◆ Task details:
From the very first line down to the line containing "let response = self", write out the material exactly as it appears, and no more.

◆ Data extract:
-=-=-
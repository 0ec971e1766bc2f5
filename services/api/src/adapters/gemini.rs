//! services/api/src/adapters/gemini.rs
//!
//! This module contains the adapter for the Gemini `generateContent` REST API.
//! It implements the `AnswerService` port, enabling the `google_search` tool for
//! grounded focus modes and reading citations from the grounding metadata.

use async_trait::async_trait;
use chrono::Utc;
use research_assistant_core::domain::{Role, Source};
use research_assistant_core::ports::{Answer, AnswerRequest, AnswerService, PortError, PortResult};
use reqwest::{Client, StatusCode};
use serde::{Deserialize, Serialize};
use tokio_util::sync::CancellationToken;
use tracing::{error, info};

use crate::adapters::instructions::system_instruction;

const BASE_URL: &str = "https://generativelanguage.googleapis.com/v1beta/models";
/// Reasoning budget requested in pro mode.
const PRO_THINKING_BUDGET: u32 = 32_768;
const EMPTY_ANSWER: &str = "I couldn't generate a text response.";
const DEFAULT_SOURCE_TITLE: &str = "Web Source";

//=========================================================================================
// The Main Adapter Struct
//=========================================================================================

/// An adapter that implements `AnswerService` using Gemini with Google Search grounding.
#[derive(Clone)]
pub struct GeminiAnswerAdapter {
    client: Client,
    api_key: String,
}

impl GeminiAnswerAdapter {
    /// Creates a new `GeminiAnswerAdapter`.
    pub fn new(api_key: impl Into<String>) -> Self {
        Self {
            client: Client::new(),
            api_key: api_key.into(),
        }
    }

    async fn send_request(&self, model: &str, body: &GenerateContentRequest) -> PortResult<Answer> {
        let url = format!(
            "{}/{model}:generateContent?key={api_key}",
            BASE_URL,
            model = model,
            api_key = self.api_key
        );

        let response = self
            .client
            .post(url)
            .json(body)
            .send()
            .await
            .map_err(|e| PortError::Unexpected(format!("Gemini API request failed: {e}")))?;

        if !response.status().is_success() {
            let status = response.status();
            let body_text = response
                .text()
                .await
                .unwrap_or_else(|_| "Failed to read Gemini error body".to_string());
            return Err(map_http_error(status, &body_text));
        }

        let parsed: GenerateContentResponse = response
            .json()
            .await
            .map_err(|e| PortError::Unexpected(format!("Failed to parse Gemini response: {e}")))?;

        Ok(extract_answer(parsed))
    }
}

//=========================================================================================
// `AnswerService` Trait Implementation
//=========================================================================================

#[async_trait]
impl AnswerService for GeminiAnswerAdapter {
    async fn answer(
        &self,
        request: AnswerRequest,
        cancel: CancellationToken,
    ) -> PortResult<Answer> {
        let body = build_request(&request, Utc::now().date_naive());
        info!(
            "Sending Gemini request: model={}, pro_mode={}, history_turns={}",
            request.model.as_str(),
            request.pro_mode,
            request.history.len()
        );

        tokio::select! {
            biased;
            _ = cancel.cancelled() => Err(PortError::Cancelled),
            result = self.send_request(request.model.as_str(), &body) => {
                if let Err(e) = &result {
                    error!("Gemini API Error: {}", e);
                }
                result
            }
        }
    }
}

//=========================================================================================
// Wire Types
//=========================================================================================

#[derive(Serialize, Debug)]
#[serde(rename_all = "camelCase")]
struct GenerateContentRequest {
    contents: Vec<Content>,
    system_instruction: Content,
    #[serde(skip_serializing_if = "Vec::is_empty")]
    tools: Vec<Tool>,
    #[serde(skip_serializing_if = "Option::is_none")]
    generation_config: Option<GenerationConfig>,
}

#[derive(Serialize, Debug)]
struct Content {
    #[serde(skip_serializing_if = "Option::is_none")]
    role: Option<&'static str>,
    parts: Vec<Part>,
}

#[derive(Serialize, Debug)]
#[serde(untagged)]
enum Part {
    Text {
        text: String,
    },
    InlineData {
        #[serde(rename = "inlineData")]
        inline_data: InlineDataPayload,
    },
}

#[derive(Serialize, Debug)]
#[serde(rename_all = "camelCase")]
struct InlineDataPayload {
    mime_type: String,
    data: String,
}

#[derive(Serialize, Debug, Default)]
struct Tool {
    google_search: GoogleSearchConfig,
}

#[derive(Serialize, Debug, Default)]
struct GoogleSearchConfig {}

#[derive(Serialize, Debug)]
#[serde(rename_all = "camelCase")]
struct GenerationConfig {
    thinking_config: ThinkingConfig,
}

#[derive(Serialize, Debug)]
#[serde(rename_all = "camelCase")]
struct ThinkingConfig {
    thinking_budget: u32,
}

#[derive(Deserialize, Debug)]
struct GenerateContentResponse {
    candidates: Option<Vec<Candidate>>,
}

#[derive(Deserialize, Debug)]
#[serde(rename_all = "camelCase")]
struct Candidate {
    content: Option<ContentResponse>,
    grounding_metadata: Option<GroundingMetadata>,
}

#[derive(Deserialize, Debug)]
struct ContentResponse {
    #[serde(default)]
    parts: Vec<PartResponse>,
}

#[derive(Deserialize, Debug)]
struct PartResponse {
    text: Option<String>,
    #[serde(default)]
    thought: bool,
}

#[derive(Deserialize, Debug)]
#[serde(rename_all = "camelCase")]
struct GroundingMetadata {
    #[serde(default)]
    grounding_chunks: Vec<GroundingChunk>,
}

#[derive(Deserialize, Debug)]
struct GroundingChunk {
    web: Option<WebChunk>,
}

#[derive(Deserialize, Debug)]
struct WebChunk {
    uri: Option<String>,
    title: Option<String>,
}

#[derive(Deserialize)]
struct ErrorWrapper {
    error: ErrorBody,
}

#[derive(Deserialize)]
struct ErrorBody {
    message: Option<String>,
    status: Option<String>,
}

//=========================================================================================
// Request Building and Response Parsing
//=========================================================================================

fn build_request(request: &AnswerRequest, today: chrono::NaiveDate) -> GenerateContentRequest {
    let mut contents: Vec<Content> = request
        .history
        .iter()
        .map(|turn| Content {
            role: Some(match turn.role {
                Role::Assistant => "model",
                Role::User => "user",
            }),
            parts: vec![Part::Text {
                text: turn.text.clone(),
            }],
        })
        .collect();

    let mut parts = Vec::new();
    if !request.query.is_empty() {
        parts.push(Part::Text {
            text: request.query.clone(),
        });
    }
    for attachment in &request.attachments {
        parts.push(Part::InlineData {
            inline_data: InlineDataPayload {
                mime_type: attachment.mime_type.clone(),
                data: attachment.data.clone(),
            },
        });
    }
    // The API rejects a turn without parts.
    if parts.is_empty() {
        parts.push(Part::Text {
            text: " ".to_string(),
        });
    }
    contents.push(Content {
        role: Some("user"),
        parts,
    });

    let tools = if request.focus_mode.uses_web_search() {
        vec![Tool::default()]
    } else {
        Vec::new()
    };

    let generation_config = request.pro_mode.then(|| GenerationConfig {
        thinking_config: ThinkingConfig {
            thinking_budget: PRO_THINKING_BUDGET,
        },
    });

    GenerateContentRequest {
        contents,
        system_instruction: Content {
            role: None,
            parts: vec![Part::Text {
                text: system_instruction(request.focus_mode, request.pro_mode, today),
            }],
        },
        tools,
        generation_config,
    }
}

fn extract_answer(response: GenerateContentResponse) -> Answer {
    let Some(candidate) = response.candidates.and_then(|c| c.into_iter().next()) else {
        return Answer {
            text: EMPTY_ANSWER.to_string(),
            sources: Vec::new(),
        };
    };

    let text: String = candidate
        .content
        .map(|content| {
            content
                .parts
                .into_iter()
                .filter(|part| !part.thought)
                .filter_map(|part| part.text)
                .collect()
        })
        .unwrap_or_default();

    let sources = candidate
        .grounding_metadata
        .map(|metadata| {
            metadata
                .grounding_chunks
                .into_iter()
                .filter_map(|chunk| chunk.web)
                .filter_map(|web| {
                    let url = web.uri?;
                    let title = web.title.unwrap_or_else(|| DEFAULT_SOURCE_TITLE.to_string());
                    Some(Source::new(title, url))
                })
                .collect()
        })
        .unwrap_or_default();

    Answer {
        text: if text.is_empty() {
            EMPTY_ANSWER.to_string()
        } else {
            text
        },
        sources,
    }
}

fn map_http_error(status: StatusCode, body: &str) -> PortError {
    let message = serde_json::from_str::<ErrorWrapper>(body)
        .map(|wrapper| {
            let status_text = wrapper.error.status.unwrap_or_default();
            let msg = wrapper.error.message.unwrap_or_else(|| body.to_string());
            if status_text.is_empty() {
                msg
            } else {
                format!("{status_text}: {msg}")
            }
        })
        .unwrap_or_else(|_| body.to_string());
    PortError::Unexpected(format!("Gemini API returned {}: {}", status.as_u16(), message))
}

#[cfg(test)]
mod tests {
    use super::*;
    use chrono::NaiveDate;
    use research_assistant_core::domain::{Attachment, AttachmentKind, FocusMode, HistoryTurn, ModelId};
    use serde_json::json;
    use uuid::Uuid;

    fn request(focus_mode: FocusMode, pro_mode: bool) -> AnswerRequest {
        AnswerRequest {
            query: "What is the capital of France?".to_string(),
            attachments: vec![Attachment {
                id: Uuid::new_v4(),
                kind: AttachmentKind::Image,
                name: "map.png".to_string(),
                mime_type: "image/png".to_string(),
                data: "aGVsbG8=".to_string(),
            }],
            focus_mode,
            pro_mode,
            model: ModelId::default(),
            history: vec![
                HistoryTurn { role: Role::User, text: "hi".to_string() },
                HistoryTurn { role: Role::Assistant, text: "hello".to_string() },
            ],
        }
    }

    fn today() -> NaiveDate {
        NaiveDate::from_ymd_opt(2025, 1, 1).unwrap()
    }

    #[test]
    fn request_maps_history_roles_and_inline_images() {
        let body = serde_json::to_value(build_request(&request(FocusMode::Web, false), today())).unwrap();

        assert_eq!(body["contents"][0]["role"], "user");
        assert_eq!(body["contents"][1]["role"], "model");
        assert_eq!(body["contents"][2]["parts"][0]["text"], "What is the capital of France?");
        assert_eq!(body["contents"][2]["parts"][1]["inlineData"]["mimeType"], "image/png");
        assert_eq!(body["tools"], json!([{ "google_search": {} }]));
        assert!(body.get("generationConfig").is_none());
        assert!(body["systemInstruction"].get("role").is_none());
    }

    #[test]
    fn writing_mode_has_no_search_and_pro_mode_sets_budget() {
        let body = serde_json::to_value(build_request(&request(FocusMode::Writing, true), today())).unwrap();

        assert!(body.get("tools").is_none());
        assert_eq!(body["generationConfig"]["thinkingConfig"]["thinkingBudget"], 32768);
    }

    #[test]
    fn empty_turn_gets_a_single_space_part() {
        let mut req = request(FocusMode::Web, false);
        req.query.clear();
        req.attachments.clear();
        let body = serde_json::to_value(build_request(&req, today())).unwrap();
        assert_eq!(body["contents"][2]["parts"], json!([{ "text": " " }]));
    }

    #[test]
    fn answer_and_sources_come_from_first_candidate() {
        let raw = json!({
            "candidates": [{
                "content": { "parts": [
                    { "text": "planning", "thought": true },
                    { "text": "Paris is the capital " },
                    { "text": "of France." }
                ]},
                "groundingMetadata": { "groundingChunks": [
                    { "web": { "uri": "https://example.com/atlas", "title": "Global Atlas" } },
                    { "web": { "uri": "https://example.com/untitled" } },
                    { "retrievedContext": {} }
                ]}
            }]
        });
        let parsed: GenerateContentResponse = serde_json::from_value(raw).unwrap();
        let answer = extract_answer(parsed);

        assert_eq!(answer.text, "Paris is the capital of France.");
        assert_eq!(
            answer.sources,
            vec![
                Source::new("Global Atlas", "https://example.com/atlas"),
                Source::new("Web Source", "https://example.com/untitled"),
            ]
        );
    }

    #[test]
    fn missing_text_falls_back_to_notice() {
        let parsed: GenerateContentResponse = serde_json::from_value(json!({})).unwrap();
        let answer = extract_answer(parsed);
        assert_eq!(answer.text, EMPTY_ANSWER);
        assert!(answer.sources.is_empty());
    }

    #[test]
    fn http_errors_surface_provider_message() {
        let body = r#"{"error":{"code":429,"message":"Quota exceeded","status":"RESOURCE_EXHAUSTED"}}"#;
        let err = map_http_error(StatusCode::TOO_MANY_REQUESTS, body);
        assert_eq!(
            err.to_string(),
            "An unexpected error occurred: Gemini API returned 429: RESOURCE_EXHAUSTED: Quota exceeded"
        );
    }
}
-=-=-
◆ Result for this task:
repository 0ec971e1766bc2f5
filename services/api/src/adapters/gemini.rs
//! services/api/src/adapters/gemini.rs
//!
//! This module contains the adapter for the Gemini `generateContent` REST API.
//! It implements the `AnswerService` port, enabling the `google_search` tool for
//! grounded focus modes and reading citations from the grounding metadata.

use async_trait::async_trait;
use chrono::Utc;
use research_assistant_core::domain::{Role, Source};
use research_assistant_core::ports::{Answer, AnswerRequest, AnswerService, PortError, PortResult};
use reqwest::{Client, StatusCode};
use serde::{Deserialize, Serialize};
use tokio_util::sync::CancellationToken;
use tracing::{error, info};

use crate::adapters::instructions::system_instruction;

const BASE_URL: &str = "https://generativelanguage.googleapis.com/v1beta/models";
/// Reasoning budget requested in pro mode.
const PRO_THINKING_BUDGET: u32 = 32_768;
const EMPTY_ANSWER: &str = "I couldn't generate a text response.";
const DEFAULT_SOURCE_TITLE: &str = "Web Source";

//=========================================================================================
// The Main Adapter Struct
//=========================================================================================

/// An adapter that implements `AnswerService` using Gemini with Google Search grounding.
#[derive(Clone)]
pub struct GeminiAnswerAdapter {
    client: Client,
    api_key: String,
}

impl GeminiAnswerAdapter {
    /// Creates a new `GeminiAnswerAdapter`.
    pub fn new(api_key: impl Into<String>) -> Self {
        Self {
            client: Client::new(),
            api_key: api_key.into(),
        }
    }

    async fn send_request(&self, model: &str, body: &GenerateContentRequest) -> PortResult<Answer> {
        let url = format!(
            "{}/{model}:generateContent?key={api_key}",
            BASE_URL,
            model = model,
            api_key = self.api_key
        );

        let response = self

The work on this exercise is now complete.